▸ **Work to complete**:
Copy the lines exactly as they appear, starting with the first line of the records and ending with the line that contains "use job_portal::config::ApiConfig;".

(Excerpted records Opens)

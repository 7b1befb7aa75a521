//! In-process stand-in for the job portal REST backend.

#![allow(dead_code)]

use std::collections::{BTreeMap, BTreeSet, HashMap};
use std::net::SocketAddr;
use std::sync::{Arc, Mutex};
use std::time::Duration;

use axum::extract::{Path, Query, State};
use axum::http::{HeaderMap, StatusCode};
use axum::response::{IntoResponse, Response};
use axum::routing::{delete, get, post, put};
use axum::{Json, Router};
use job_portal::config::ApiConfig;
use serde_json::{json, Value};

pub const TOKEN: &str = "test-token";

#[derive(Debug, Clone, PartialEq, Eq)]
pub struct RecordedCall {
    pub method: &'static str,
    pub path: String,
    pub body: Option<Value>,
}

#[derive(Default)]
pub struct StubState {
    pub applications: BTreeMap<u64, Value>,
    pub saved_jobs: Vec<Value>,
    pub failing_jobs: BTreeSet<u64>,
    pub calls: Vec<RecordedCall>,
}

pub type SharedState = Arc<Mutex<StubState>>;

pub fn application(id: u64, status: &str) -> Value {
    json!({
        "id": id,
        "jobId": 100 + id,
        "jobTitle": format!("Backend Engineer {id}"),
        "companyName": "TechCorp Inc.",
        "jobLocation": "Remote",
        "applicantName": "Jordan Lee",
        "applicantEmail": "jordan@example.com",
        "status": status,
        "applyDate": "2025-10-06T10:30:00Z",
        "lastUpdated": "2025-10-06T10:30:00Z",
    })
}

pub fn saved_job(id: u64, title: &str, remote: &str) -> Value {
    json!({
        "jobPostId": id,
        "jobTitle": title,
        "companyName": "Acme",
        "jobLocation": "Des Moines, IA",
        "jobType": "FULL_TIME",
        "remote": remote,
        "isApplied": false,
    })
}

pub struct StubBackend {
    pub addr: SocketAddr,
    pub state: SharedState,
    server: tokio::task::JoinHandle<()>,
}

impl StubBackend {
    pub async fn spawn(state: StubState) -> Self {
        let state = Arc::new(Mutex::new(state));
        let router = router(Arc::clone(&state));
        let listener = tokio::net::TcpListener::bind("127.0.0.1:0")
            .await
            .expect("bind stub backend");
        let addr = listener.local_addr().expect("read stub address");
        let server = tokio::spawn(async move {
            let _ = axum::serve(listener, router).await;
        });
        Self {
            addr,
            state,
            server,
        }
    }

    pub fn api_config(&self) -> ApiConfig {
        ApiConfig {
            base_url: format!("http://{}/api/", self.addr),
            token: Some(TOKEN.to_string()),
            timeout: Duration::from_secs(5),
        }
    }

    pub fn calls(&self) -> Vec<RecordedCall> {
        self.state.lock().expect("stub state poisoned").calls.clone()
    }

    pub fn set_status(&self, id: u64, status: &str) {
        let mut state = self.state.lock().expect("stub state poisoned");
        if let Some(application) = state.applications.get_mut(&id) {
            application["status"] = json!(status);
        }
    }
}

impl Drop for StubBackend {
    fn drop(&mut self) {
        self.server.abort();
    }
}

fn router(state: SharedState) -> Router {
    Router::new()
        .route("/api/applications/my-applications", get(my_applications))
        .route(
            "/api/applications/recruiter/applications",
            get(recruiter_applications),
        )
        .route("/api/applications/:id", get(application_by_id))
        .route("/api/applications/:id/status", put(update_status))
        .route("/api/applications/:id/withdraw", put(withdraw))
        .route("/api/saved-jobs", get(saved_jobs))
        .route("/api/saved-jobs/count", get(saved_jobs_count))
        .route("/api/jobs/:id/save", post(save_job))
        .route("/api/jobs/:id/unsave", delete(unsave_job))
        .route("/api/jobs/:id/apply", post(apply_job))
        .with_state(state)
}

fn authorize(headers: &HeaderMap) -> Result<(), Response> {
    let expected = format!("Bearer {TOKEN}");
    match headers.get("authorization").and_then(|value| value.to_str().ok()) {
        Some(value) if value == expected => Ok(()),
        _ => Err((
            StatusCode::UNAUTHORIZED,
            Json(json!({ "error": "Authentication required" })),
        )
            .into_response()),
    }
}

fn record(state: &SharedState, method: &'static str, path: String, body: Option<Value>) {
    state
        .lock()
        .expect("stub state poisoned")
        .calls
        .push(RecordedCall { method, path, body });
}

fn not_found(message: &str) -> Response {
    (StatusCode::NOT_FOUND, Json(json!({ "error": message }))).into_response()
}

async fn my_applications(State(state): State<SharedState>, headers: HeaderMap) -> Response {
    if let Err(denied) = authorize(&headers) {
        return denied;
    }
    record(&state, "GET", "/applications/my-applications".into(), None);
    let guard = state.lock().expect("stub state poisoned");
    Json(guard.applications.values().cloned().collect::<Vec<_>>()).into_response()
}

async fn recruiter_applications(
    State(state): State<SharedState>,
    Query(params): Query<HashMap<String, String>>,
    headers: HeaderMap,
) -> Response {
    if let Err(denied) = authorize(&headers) {
        return denied;
    }
    let filter = params.get("status").cloned();
    let path = match &filter {
        Some(status) => format!("/applications/recruiter/applications?status={status}"),
        None => "/applications/recruiter/applications".to_string(),
    };
    record(&state, "GET", path, None);
    let guard = state.lock().expect("stub state poisoned");
    let applications: Vec<Value> = guard
        .applications
        .values()
        .filter(|application| match &filter {
            Some(status) => application["status"] == json!(status),
            None => true,
        })
        .cloned()
        .collect();
    Json(applications).into_response()
}

async fn application_by_id(
    State(state): State<SharedState>,
    Path(id): Path<u64>,
    headers: HeaderMap,
) -> Response {
    if let Err(denied) = authorize(&headers) {
        return denied;
    }
    record(&state, "GET", format!("/applications/{id}"), None);
    let guard = state.lock().expect("stub state poisoned");
    match guard.applications.get(&id) {
        Some(application) => Json(application.clone()).into_response(),
        None => not_found("Application not found"),
    }
}

async fn update_status(
    State(state): State<SharedState>,
    Path(id): Path<u64>,
    headers: HeaderMap,
    Json(body): Json<Value>,
) -> Response {
    if let Err(denied) = authorize(&headers) {
        return denied;
    }
    record(
        &state,
        "PUT",
        format!("/applications/{id}/status"),
        Some(body.clone()),
    );
    let mut guard = state.lock().expect("stub state poisoned");
    let Some(application) = guard.applications.get_mut(&id) else {
        return not_found("Application not found");
    };
    application["status"] = body["status"].clone();
    if let Some(notes) = body.get("recruiterNotes") {
        application["recruiterNotes"] = notes.clone();
    }
    application["lastUpdated"] = json!("2025-10-07T09:00:00Z");
    Json(application.clone()).into_response()
}

async fn withdraw(
    State(state): State<SharedState>,
    Path(id): Path<u64>,
    headers: HeaderMap,
) -> Response {
    if let Err(denied) = authorize(&headers) {
        return denied;
    }
    record(&state, "PUT", format!("/applications/{id}/withdraw"), None);
    let mut guard = state.lock().expect("stub state poisoned");
    let Some(application) = guard.applications.get_mut(&id) else {
        return not_found("Application not found");
    };
    if application["status"] == json!("HIRED") {
        return (
            StatusCode::BAD_REQUEST,
            Json(json!({ "error": "Application cannot be withdrawn in current status: HIRED" })),
        )
            .into_response();
    }
    application["status"] = json!("WITHDRAWN");
    Json(application.clone()).into_response()
}

async fn saved_jobs(State(state): State<SharedState>, headers: HeaderMap) -> Response {
    if let Err(denied) = authorize(&headers) {
        return denied;
    }
    record(&state, "GET", "/saved-jobs".into(), None);
    let guard = state.lock().expect("stub state poisoned");
    Json(json!({ "success": true, "data": guard.saved_jobs })).into_response()
}

async fn saved_jobs_count(State(state): State<SharedState>, headers: HeaderMap) -> Response {
    if let Err(denied) = authorize(&headers) {
        return denied;
    }
    record(&state, "GET", "/saved-jobs/count".into(), None);
    let guard = state.lock().expect("stub state poisoned");
    Json(json!({ "success": true, "data": guard.saved_jobs.len() })).into_response()
}

async fn save_job(
    State(state): State<SharedState>,
    Path(id): Path<u64>,
    headers: HeaderMap,
) -> Response {
    if let Err(denied) = authorize(&headers) {
        return denied;
    }
    record(&state, "POST", format!("/jobs/{id}/save"), None);
    let mut guard = state.lock().expect("stub state poisoned");
    if guard
        .saved_jobs
        .iter()
        .any(|job| job["jobPostId"] == json!(id))
    {
        return Json(json!({ "success": false, "message": "Job already saved" })).into_response();
    }
    guard.saved_jobs.push(saved_job(id, "Saved role", "No"));
    Json(json!({ "success": true, "message": "Job saved successfully" })).into_response()
}

async fn unsave_job(
    State(state): State<SharedState>,
    Path(id): Path<u64>,
    headers: HeaderMap,
) -> Response {
    if let Err(denied) = authorize(&headers) {
        return denied;
    }
    record(&state, "DELETE", format!("/jobs/{id}/unsave"), None);
    let mut guard = state.lock().expect("stub state poisoned");
    if guard.failing_jobs.contains(&id) {
        return (
            StatusCode::INTERNAL_SERVER_ERROR,
            Json(json!({ "success": false, "message": "Failed to unsave job" })),
        )
            .into_response();
    }
    let before = guard.saved_jobs.len();
    guard.saved_jobs.retain(|job| job["jobPostId"] != json!(id));
    if guard.saved_jobs.len() == before {
        return not_found("Saved job not found");
    }
    Json(json!({ "success": true, "message": "Job removed from saved list" })).into_response()
}

async fn apply_job(
    State(state): State<SharedState>,
    Path(id): Path<u64>,
    headers: HeaderMap,
) -> Response {
    if let Err(denied) = authorize(&headers) {
        return denied;
    }
    record(&state, "POST", format!("/jobs/{id}/apply"), None);
    let mut guard = state.lock().expect("stub state poisoned");
    if guard.failing_jobs.contains(&id) {
        return (
            StatusCode::CONFLICT,
            Json(json!({ "success": false, "message": "You have already applied to this job" })),
        )
            .into_response();
    }
    for job in guard.saved_jobs.iter_mut() {
        if job["jobPostId"] == json!(id) {
            job["isApplied"] = json!(true);
        }
    }
    Json(json!({ "success": true, "message": "Application submitted" })).into_response()
}
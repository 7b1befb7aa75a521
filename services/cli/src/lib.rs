mod applications;
mod cli;
mod infra;
mod saved;

use job_portal::error::AppError;

pub async fn run() -> Result<(), AppError> {
    cli::run().await
}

(Excerpted records Closes)

▸ **Answer for the task**:
repository 7b1befb7aa75a521
//! In-process stand-in for the job portal REST backend.

#![allow(dead_code)]

use std::collections::{BTreeMap, BTreeSet, HashMap};
use std::net::SocketAddr;
use std::sync::{Arc, Mutex};
use std::time::Duration;

use axum::extract::{Path, Query, State};
use axum::http::{HeaderMap, StatusCode};
use axum::response::{IntoResponse, Response};
use axum::routing::{delete, get, post, put};
use axum::{Json, Router};
use job_portal::config::ApiConfig;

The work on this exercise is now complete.